*** Source data Section Begins ***

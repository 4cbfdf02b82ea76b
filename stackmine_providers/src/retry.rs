use std::fmt::Display;
use std::future::Future;
use std::time::Duration;
use tokio::time::sleep;
use tracing::warn;

/// Waits between attempts; `delays.len() + 1` attempts in total.
#[derive(Debug, Clone, PartialEq, Eq)]
pub struct RetryPolicy {
    pub delays: Vec<Duration>,
}

impl RetryPolicy {
    #[must_use]
    pub const fn none() -> Self {
        Self { delays: Vec::new() }
    }

    #[must_use]
    pub fn from_secs(delays: &[u64]) -> Self {
        Self {
            delays: delays.iter().copied().map(Duration::from_secs).collect(),
        }
    }

    #[must_use]
    pub fn attempts(&self) -> usize {
        self.delays.len() + 1
    }
}

impl Default for RetryPolicy {
    /// 3s, then 6s.
    fn default() -> Self {
        Self::from_secs(&[3, 6])
    }
}

/// Retry an async operation while `should_retry` accepts its error.
///
/// # Returns
/// The first success, or the error that ended the attempts: either one
/// `should_retry` rejected or the last one once the policy is exhausted.
pub async fn retry_with_backoff<F, Fut, T, E, R>(
    mut operation: F,
    policy: &RetryPolicy,
    should_retry: R,
) -> Result<T, E>
where
    F: FnMut() -> Fut,
    Fut: Future<Output = Result<T, E>>,
    E: Display,
    R: Fn(&E) -> bool,
{
    let total = policy.attempts();
    let mut attempt = 1;
    loop {
        match operation().await {
            Ok(result) => return Ok(result),
            Err(e) => {
                let Some(delay) = policy.delays.get(attempt - 1) else {
                    return Err(e);
                };
                if !should_retry(&e) {
                    return Err(e);
                }
                warn!(
                    "Request failed (attempt {attempt}/{total}): {e}. Retrying after {}s...",
                    delay.as_secs_f32()
                );
                sleep(*delay).await;
                attempt += 1;
            }
        }
    }
}

/// Whether an error from an HTTP call is worth retrying: rate limiting,
/// server errors, timeouts and connection failures.
#[must_use]
pub fn is_transient(error: &anyhow::Error) -> bool {
    error.chain().any(|cause| {
        cause.downcast_ref::<reqwest::Error>().is_some_and(|e| {
            e.is_timeout()
                || e.is_connect()
                || e.status().is_some_and(|status| {
                    status == reqwest::StatusCode::TOO_MANY_REQUESTS || status.is_server_error()
                })
        })
    })
}
//! `planner greeting` command implementation

use anyhow::Result;
use clap::Args;

use crate::greeting::{current_greeting, FixedClock, Greeting, SystemClock};

#[derive(Args)]
pub struct GreetingArgs {
    /// Hour of the day to greet for instead of the current one (0-23)
    #[arg(long, value_parser = clap::value_parser!(u32).range(0..24))]
    pub hour: Option<u32>,
}

pub fn resolve(args: &GreetingArgs) -> Greeting {
    match args.hour {
        Some(hour) => current_greeting(&FixedClock::new(hour)),
        None => current_greeting(&SystemClock),
    }
}

pub fn run(args: GreetingArgs) -> Result<()> {
    println!("{}", resolve(&args));
    Ok(())
}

*** Source data Section Ends ***

### Problem to solve
Considering only the data above, return the lines in which "Duration" occurs.

### Answer for the task
use std::time::Duration;
    pub delays: Vec<Duration>,
            delays: delays.iter().copied().map(Duration::from_secs).collect(),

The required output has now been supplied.